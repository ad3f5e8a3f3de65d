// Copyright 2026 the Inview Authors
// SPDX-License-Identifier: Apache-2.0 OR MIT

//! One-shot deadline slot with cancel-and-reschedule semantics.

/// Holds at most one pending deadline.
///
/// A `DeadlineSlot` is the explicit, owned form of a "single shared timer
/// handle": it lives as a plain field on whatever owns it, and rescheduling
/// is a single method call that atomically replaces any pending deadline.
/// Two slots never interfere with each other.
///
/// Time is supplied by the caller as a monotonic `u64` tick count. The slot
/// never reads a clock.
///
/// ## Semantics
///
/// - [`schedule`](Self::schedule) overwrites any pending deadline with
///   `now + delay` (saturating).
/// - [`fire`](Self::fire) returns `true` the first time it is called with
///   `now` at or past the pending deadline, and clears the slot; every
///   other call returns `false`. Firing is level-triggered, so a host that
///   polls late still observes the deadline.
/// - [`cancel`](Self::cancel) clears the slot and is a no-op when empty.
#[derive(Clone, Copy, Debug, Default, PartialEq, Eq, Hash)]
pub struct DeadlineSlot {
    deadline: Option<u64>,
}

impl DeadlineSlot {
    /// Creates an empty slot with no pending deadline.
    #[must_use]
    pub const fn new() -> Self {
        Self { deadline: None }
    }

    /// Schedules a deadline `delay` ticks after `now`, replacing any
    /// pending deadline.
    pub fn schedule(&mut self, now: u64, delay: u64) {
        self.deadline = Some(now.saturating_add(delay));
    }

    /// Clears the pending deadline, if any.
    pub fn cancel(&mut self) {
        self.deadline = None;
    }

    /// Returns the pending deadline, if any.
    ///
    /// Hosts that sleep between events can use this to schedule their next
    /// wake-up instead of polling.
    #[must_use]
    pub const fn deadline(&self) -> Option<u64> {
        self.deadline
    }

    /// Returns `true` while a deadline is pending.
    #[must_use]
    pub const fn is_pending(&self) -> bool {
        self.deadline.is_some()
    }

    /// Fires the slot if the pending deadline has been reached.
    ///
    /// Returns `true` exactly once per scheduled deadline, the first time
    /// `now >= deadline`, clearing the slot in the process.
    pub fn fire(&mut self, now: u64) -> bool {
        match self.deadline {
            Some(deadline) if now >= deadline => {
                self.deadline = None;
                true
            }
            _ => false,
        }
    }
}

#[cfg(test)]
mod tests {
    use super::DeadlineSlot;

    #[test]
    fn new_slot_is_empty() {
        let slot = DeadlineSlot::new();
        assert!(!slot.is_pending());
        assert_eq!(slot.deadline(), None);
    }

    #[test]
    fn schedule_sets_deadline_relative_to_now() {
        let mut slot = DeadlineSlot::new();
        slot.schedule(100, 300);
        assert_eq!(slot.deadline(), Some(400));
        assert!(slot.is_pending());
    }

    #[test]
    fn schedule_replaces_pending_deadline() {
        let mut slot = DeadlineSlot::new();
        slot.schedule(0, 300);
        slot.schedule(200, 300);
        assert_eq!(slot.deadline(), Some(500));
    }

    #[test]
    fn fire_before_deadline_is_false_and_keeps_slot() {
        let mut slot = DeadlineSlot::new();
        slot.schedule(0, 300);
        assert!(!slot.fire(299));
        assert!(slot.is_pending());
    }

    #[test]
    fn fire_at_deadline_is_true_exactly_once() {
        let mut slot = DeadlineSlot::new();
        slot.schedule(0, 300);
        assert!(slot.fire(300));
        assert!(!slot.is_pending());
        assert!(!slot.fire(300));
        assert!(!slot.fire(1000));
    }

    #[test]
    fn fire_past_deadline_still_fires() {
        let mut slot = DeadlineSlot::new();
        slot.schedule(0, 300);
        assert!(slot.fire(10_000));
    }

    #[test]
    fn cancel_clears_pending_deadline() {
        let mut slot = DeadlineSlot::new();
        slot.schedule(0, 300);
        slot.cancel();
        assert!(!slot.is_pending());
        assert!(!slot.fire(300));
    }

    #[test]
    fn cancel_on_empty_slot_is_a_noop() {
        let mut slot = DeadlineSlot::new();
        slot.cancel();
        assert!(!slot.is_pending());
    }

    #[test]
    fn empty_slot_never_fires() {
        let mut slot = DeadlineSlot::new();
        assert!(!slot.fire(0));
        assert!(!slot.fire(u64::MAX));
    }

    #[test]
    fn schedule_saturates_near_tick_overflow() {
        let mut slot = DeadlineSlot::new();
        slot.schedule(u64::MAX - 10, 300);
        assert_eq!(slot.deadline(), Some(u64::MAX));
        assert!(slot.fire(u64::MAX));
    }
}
● ● ● ● ●
WHAT IS NEEDED: Reproduce every record above exactly as it is written.

ANSWER SECTION:
repository ad3f5e8a3f3de65d
// Copyright 2026 the Inview Authors
// SPDX-License-Identifier: Apache-2.0 OR MIT

//! One-shot deadline slot with cancel-and-reschedule semantics.

/// Holds at most one pending deadline.
///
/// A `DeadlineSlot` is the explicit, owned form of a "single shared timer
/// handle": it lives as a plain field on whatever owns it, and rescheduling
/// is a single method call that atomically replaces any pending deadline.
/// Two slots never interfere with each other.
///
/// Time is supplied by the caller as a monotonic `u64` tick count. The slot
/// never reads a clock.
///
/// ## Semantics
///
/// - [`schedule`](Self::schedule) overwrites any pending deadline with
///   `now + delay` (saturating).
/// - [`fire`](Self::fire) returns `true` the first time it is called with
///   `now` at or past the pending deadline, and clears the slot; every
///   other call returns `false`. Firing is level-triggered, so a host that
///   polls late still observes the deadline.
/// - [`cancel`](Self::cancel) clears the slot and is a no-op when empty.
#[derive(Clone, Copy, Debug, Default, PartialEq, Eq, Hash)]
pub struct DeadlineSlot {
    deadline: Option<u64>,
}

impl DeadlineSlot {
    /// Creates an empty slot with no pending deadline.
    #[must_use]
    pub const fn new() -> Self {
        Self { deadline: None }
    }

    /// Schedules a deadline `delay` ticks after `now`, replacing any
    /// pending deadline.
    pub fn schedule(&mut self, now: u64, delay: u64) {
        self.deadline = Some(now.saturating_add(delay));
    }

    /// Clears the pending deadline, if any.
    pub fn cancel(&mut self) {
        self.deadline = None;
    }

    /// Returns the pending deadline, if any.
    ///
    /// Hosts that sleep between events can use this to schedule their next
    /// wake-up instead of polling.
    #[must_use]
    pub const fn deadline(&self) -> Option<u64> {
        self.deadline
    }

    /// Returns `true` while a deadline is pending.
    #[must_use]
    pub const fn is_pending(&self) -> bool {
        self.deadline.is_some()
    }

    /// Fires the slot if the pending deadline has been reached.
    ///
    /// Returns `true` exactly once per scheduled deadline, the first time
    /// `now >= deadline`, clearing the slot in the process.
    pub fn fire(&mut self, now: u64) -> bool {
        match self.deadline {
            Some(deadline) if now >= deadline => {
                self.deadline = None;
                true
            }
            _ => false,
        }
    }
}

#[cfg(test)]
mod tests {
    use super::DeadlineSlot;

    #[test]
    fn new_slot_is_empty() {
        let slot = DeadlineSlot::new();
        assert!(!slot.is_pending());
        assert_eq!(slot.deadline(), None);
    }

    #[test]
    fn schedule_sets_deadline_relative_to_now() {
        let mut slot = DeadlineSlot::new();
        slot.schedule(100, 300);
        assert_eq!(slot.deadline(), Some(400));
        assert!(slot.is_pending());
    }

    #[test]
    fn schedule_replaces_pending_deadline() {
        let mut slot = DeadlineSlot::new();
        slot.schedule(0, 300);
        slot.schedule(200, 300);
        assert_eq!(slot.deadline(), Some(500));
    }

    #[test]
    fn fire_before_deadline_is_false_and_keeps_slot() {
        let mut slot = DeadlineSlot::new();
        slot.schedule(0, 300);
        assert!(!slot.fire(299));
        assert!(slot.is_pending());
    }

    #[test]
    fn fire_at_deadline_is_true_exactly_once() {
        let mut slot = DeadlineSlot::new();
        slot.schedule(0, 300);
        assert!(slot.fire(300));
        assert!(!slot.is_pending());
        assert!(!slot.fire(300));
        assert!(!slot.fire(1000));
    }

    #[test]
    fn fire_past_deadline_still_fires() {
        let mut slot = DeadlineSlot::new();
        slot.schedule(0, 300);
        assert!(slot.fire(10_000));
    }

    #[test]
    fn cancel_clears_pending_deadline() {
        let mut slot = DeadlineSlot::new();
        slot.schedule(0, 300);
        slot.cancel();
        assert!(!slot.is_pending());
        assert!(!slot.fire(300));
    }

    #[test]
    fn cancel_on_empty_slot_is_a_noop() {
        let mut slot = DeadlineSlot::new();
        slot.cancel();
        assert!(!slot.is_pending());
    }

    #[test]
    fn empty_slot_never_fires() {
        let mut slot = DeadlineSlot::new();
        assert!(!slot.fire(0));
        assert!(!slot.fire(u64::MAX));
    }

    #[test]
    fn schedule_saturates_near_tick_overflow() {
        let mut slot = DeadlineSlot::new();
        slot.schedule(u64::MAX - 10, 300);
        assert_eq!(slot.deadline(), Some(u64::MAX));
        assert!(slot.fire(u64::MAX));
    }
}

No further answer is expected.